MATERIAL FOR THE TASK =>

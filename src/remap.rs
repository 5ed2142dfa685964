//! Bridging selectors to mapping tables.
//!
//! Selectors are written against one namespace but the classes being
//! transformed may carry names from another. The [`Resolver`] answers "what is
//! this member called over there", falling back to the class hierarchy when a
//! member is declared on a supertype rather than on the owner the selector
//! names.

use anyhow::{Context, Result};
use indexmap::IndexSet;
use chisel::provider::ClassProvider;
use chisel::tree::class::ClassName;
use chisel::tree::field::FieldName;
use chisel::tree::method::MethodRef;
use seam::lookup::MappingLookup;
use seam::tree::{MappedField, NamespaceKey};
use crate::diag::{DiagnosticCategory, Diagnostics};

/// A member reference as a resolver input: either a method or a field, with
/// its owner attached.
#[derive(Debug, Clone, PartialEq)]
pub enum Member {
	Method(MethodRef),
	Field { class: ClassName, name: FieldName },
}

impl Member {
	pub fn owner(&self) -> &ClassName {
		match self {
			Member::Method(method) => &method.class,
			Member::Field { class, .. } => class,
		}
	}

	pub fn with_owner(&self, owner: ClassName) -> Member {
		match self {
			Member::Method(method) => Member::Method(MethodRef {
				class: owner,
				name: method.name.clone(),
				desc: method.desc.clone(),
			}),
			Member::Field { name, .. } => Member::Field {
				class: owner,
				name: name.clone(),
			},
		}
	}

	/// Constructors and class initialisers are never renamed by mappings, so a
	/// missing entry for them is expected rather than an error.
	pub fn is_constructor_like(&self) -> bool {
		match self {
			Member::Method(method) => method.name.as_str() == "<init>" || method.name.as_str() == "<clinit>",
			Member::Field { .. } => false,
		}
	}
}

/// What a successful resolution names in the requested namespace.
#[derive(Debug, Clone, PartialEq)]
pub enum MappingEntry {
	Method(MethodRef),
	Field(MappedField),
}

/// Resolves member references through a mapping lookup, walking the class
/// hierarchy of a [`ClassProvider`] when the direct lookup misses.
pub struct Resolver<'a> {
	lookup: &'a dyn MappingLookup,
	provider: &'a dyn ClassProvider,
}

impl<'a> Resolver<'a> {
	pub fn new(lookup: &'a dyn MappingLookup, provider: &'a dyn ClassProvider) -> Resolver<'a> {
		Resolver { lookup, provider }
	}

	/// Looks up a member directly.
	///
	/// On a miss, if the owner itself has a class mapping, the lookup is
	/// retried once under the mapped owner. Mapping tables sometimes key
	/// members under the remapped class name; this catches that without the
	/// cost of the hierarchy walk.
	pub fn resolve(&self, member: &Member, namespace: &NamespaceKey) -> Result<Option<MappingEntry>> {
		if let Some(entry) = self.query(member, namespace)? {
			return Ok(Some(entry));
		}

		if let Some(mapped_owner) = self.lookup.get_class(member.owner(), namespace)? {
			if &mapped_owner != member.owner() {
				return self.query(&member.with_owner(mapped_owner), namespace);
			}
		}

		Ok(None)
	}

	/// Looks up a member, searching the owner's supertypes when the owner
	/// itself has no entry.
	///
	/// Interfaces are searched first, depth-first, then the superclass chain;
	/// at each superclass its own interfaces are searched before moving up.
	/// Every class is visited at most once, so diamonds terminate.
	pub fn resolve_recursive(&self, member: &Member, namespace: &NamespaceKey) -> Result<Option<MappingEntry>> {
		if let Some(entry) = self.resolve(member, namespace)? {
			return Ok(Some(entry));
		}

		let mut visited: IndexSet<ClassName> = IndexSet::new();
		visited.insert(member.owner().clone());

		let Some(class) = self.provider.get_class(member.owner())
			.with_context(|| format!("failed to load class {:?}", member.owner()))?
		else {
			return Ok(None);
		};

		if let Some(entry) = self.search_interfaces(member, namespace, &class.interfaces, &mut visited)? {
			return Ok(Some(entry));
		}

		let mut super_name = class.super_class.clone();
		while let Some(name) = super_name {
			if !visited.insert(name.clone()) {
				break;
			}

			let candidate = member.with_owner(name.clone());
			if let Some(entry) = self.resolve(&candidate, namespace)? {
				return Ok(Some(entry));
			}

			let Some(super_class) = self.provider.get_class(&name)
				.with_context(|| format!("failed to load superclass {name:?} of {:?}", member.owner()))?
			else {
				break;
			};

			if let Some(entry) = self.search_interfaces(member, namespace, &super_class.interfaces, &mut visited)? {
				return Ok(Some(entry));
			}

			super_name = super_class.super_class.clone();
		}

		Ok(None)
	}

	fn search_interfaces(
		&self,
		member: &Member,
		namespace: &NamespaceKey,
		interfaces: &[ClassName],
		visited: &mut IndexSet<ClassName>,
	) -> Result<Option<MappingEntry>> {
		for interface in interfaces {
			if !visited.insert(interface.clone()) {
				continue;
			}

			let candidate = member.with_owner(interface.clone());
			if let Some(entry) = self.resolve(&candidate, namespace)? {
				return Ok(Some(entry));
			}

			// super-interfaces before the next sibling
			if let Some(class) = self.provider.get_class(interface)
				.with_context(|| format!("failed to load interface {interface:?}"))?
			{
				if let Some(entry) = self.search_interfaces(member, namespace, &class.interfaces, visited)? {
					return Ok(Some(entry));
				}
			}
		}
		Ok(None)
	}

	/// Like [`Resolver::resolve_recursive`], but a fatal miss is reported as
	/// a [`DiagnosticCategory::MappingMiss`].
	///
	/// Constructors and class initialisers are expected to miss, so those
	/// stay silent. The miss itself remains `Ok(None)`: how severe it is
	/// is the diagnostics configuration's decision, not the resolver's.
	pub fn resolve_required(
		&self,
		member: &Member,
		namespace: &NamespaceKey,
		diag: &Diagnostics,
		site: &str,
	) -> Result<Option<MappingEntry>> {
		let entry = self.resolve_recursive(member, namespace)?;
		if entry.is_none() && is_fatal_miss(member) {
			diag.report(
				DiagnosticCategory::MappingMiss,
				site,
				&format!("no mapping for {member:?} in namespace {namespace}"),
			);
		}
		Ok(entry)
	}

	fn query(&self, member: &Member, namespace: &NamespaceKey) -> Result<Option<MappingEntry>> {
		match member {
			Member::Method(method) => {
				let mapped = self.lookup.get_method(&method.class, &method.name, &method.desc, namespace)?;
				Ok(mapped.map(MappingEntry::Method))
			},
			Member::Field { class, name } => {
				let mapped = self.lookup.get_field(class, name, namespace)?;
				Ok(mapped.map(MappingEntry::Field))
			},
		}
	}
}

/// Whether failing to resolve this member should be treated as an error by
/// callers that require complete mappings.
pub fn is_fatal_miss(member: &Member) -> bool {
	!member.is_constructor_like()
}

#[cfg(test)]
mod testing {
	use std::cell::RefCell;
	use indexmap::IndexMap;
	use chisel::provider::ClassPool;
	use chisel::tree::class::{ClassAccess, ClassFile, ClassName};
	use chisel::tree::method::{MethodDescriptor, MethodName, MethodNameAndDesc};
	use seam::tree::{MappingSet, MappingTable};
	use super::*;

	/// Counts how often each class is resolved.
	struct CountingPool {
		inner: ClassPool,
		loads: RefCell<IndexMap<ClassName, usize>>,
	}

	impl ClassProvider for CountingPool {
		fn get_class(&self, name: &ClassName) -> Result<Option<&ClassFile>> {
			*self.loads.borrow_mut().entry(name.clone()).or_insert(0) += 1;
			self.inner.get_class(name)
		}
	}

	fn class(name: &str, super_class: Option<&str>, interfaces: &[&str]) -> ClassFile {
		ClassFile::new(
			ClassAccess::default(),
			ClassName::from(name.to_owned()),
			super_class.map(|s| ClassName::from(s.to_owned())),
			interfaces.iter().map(|i| ClassName::from((*i).to_owned())).collect(),
		)
	}

	fn method(owner: &str, name: &str, desc: &str) -> MethodRef {
		MethodRef {
			class: ClassName::from(owner.to_owned()),
			name: MethodName::from(name.to_owned()),
			desc: MethodDescriptor::from(desc.to_owned()),
		}
	}

	#[test]
	fn diamond_hierarchy_terminates() -> Result<()> {
		// A implements B, C; both B and C extend interface D; the method is
		// declared (and mapped) on D
		let mut pool = ClassPool::new();
		pool.add(class("A", Some("java/lang/Object"), &["B", "C"]))?;
		pool.add(class("B", None, &["D"]))?;
		pool.add(class("C", None, &["D"]))?;
		pool.add(class("D", None, &[]))?;

		let namespace = NamespaceKey::from("named");
		let mut table = MappingTable::new();
		table.add_method(
			ClassName::from("D"),
			MethodNameAndDesc {
				name: MethodName::from("m"),
				desc: MethodDescriptor::from("()V"),
			},
			method("D", "mapped", "()V"),
		)?;
		let mut set = MappingSet::new();
		set.add_table(namespace.clone(), table)?;

		let resolver = Resolver::new(&set, &pool);
		let member = Member::Method(method("A", "m", "()V"));
		let entry = resolver.resolve_recursive(&member, &namespace)?;

		assert_eq!(entry, Some(MappingEntry::Method(method("D", "mapped", "()V"))));
		Ok(())
	}

	#[test]
	fn diamond_hierarchy_visits_shared_interface_once() -> Result<()> {
		// same diamond, but nothing is mapped, so the walk is exhaustive
		let mut pool = ClassPool::new();
		pool.add(class("A", Some("java/lang/Object"), &["B", "C"]))?;
		pool.add(class("B", None, &["D"]))?;
		pool.add(class("C", None, &["D"]))?;
		pool.add(class("D", None, &[]))?;
		let pool = CountingPool { inner: pool, loads: RefCell::new(IndexMap::new()) };

		let namespace = NamespaceKey::from("named");
		let mut set = MappingSet::new();
		set.add_table(namespace.clone(), MappingTable::new())?;

		let resolver = Resolver::new(&set, &pool);
		let member = Member::Method(method("A", "m", "()V"));
		let entry = resolver.resolve_recursive(&member, &namespace)?;

		assert_eq!(entry, None);
		// D is reachable through both B and C, but its supertypes are only
		// searched once
		assert_eq!(pool.loads.borrow().get(&ClassName::from("D")), Some(&1));
		Ok(())
	}

	#[test]
	fn fatal_miss_is_reported_but_not_an_error() -> Result<()> {
		let pool = ClassPool::new();

		let namespace = NamespaceKey::from("named");
		let mut set = MappingSet::new();
		set.add_table(namespace.clone(), MappingTable::new())?;

		let resolver = Resolver::new(&set, &pool);
		let diag = Diagnostics::new();

		let member = Member::Method(method("a", "m", "()V"));
		let entry = resolver.resolve_required(&member, &namespace, &diag, "test")?;
		assert_eq!(entry, None);
		Ok(())
	}

	#[test]
	fn owner_remap_fallback() -> Result<()> {
		let pool = ClassPool::new();

		// the member table is keyed under the mapped owner name
		let namespace = NamespaceKey::from("named");
		let mut table = MappingTable::new();
		table.add_class(ClassName::from("a"), ClassName::from("foo/Renamed"))?;
		table.add_method(
			ClassName::from("foo/Renamed"),
			MethodNameAndDesc {
				name: MethodName::from("m"),
				desc: MethodDescriptor::from("()V"),
			},
			method("foo/Renamed", "mapped", "()V"),
		)?;
		let mut set = MappingSet::new();
		set.add_table(namespace.clone(), table)?;

		let resolver = Resolver::new(&set, &pool);
		let member = Member::Method(method("a", "m", "()V"));
		let entry = resolver.resolve(&member, &namespace)?;

		assert_eq!(entry, Some(MappingEntry::Method(method("foo/Renamed", "mapped", "()V"))));
		Ok(())
	}

	#[test]
	fn constructor_misses_are_not_fatal() {
		let init = Member::Method(method("a", "<init>", "()V"));
		let normal = Member::Method(method("a", "m", "()V"));

		assert!(!is_fatal_miss(&init));
		assert!(is_fatal_miss(&normal));
	}
}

BRIEF => Within the entries, find all lines holding "MappingMiss" and copy each one.

REPLY TO THE EXERCISE =>
	/// a [`DiagnosticCategory::MappingMiss`].
				DiagnosticCategory::MappingMiss,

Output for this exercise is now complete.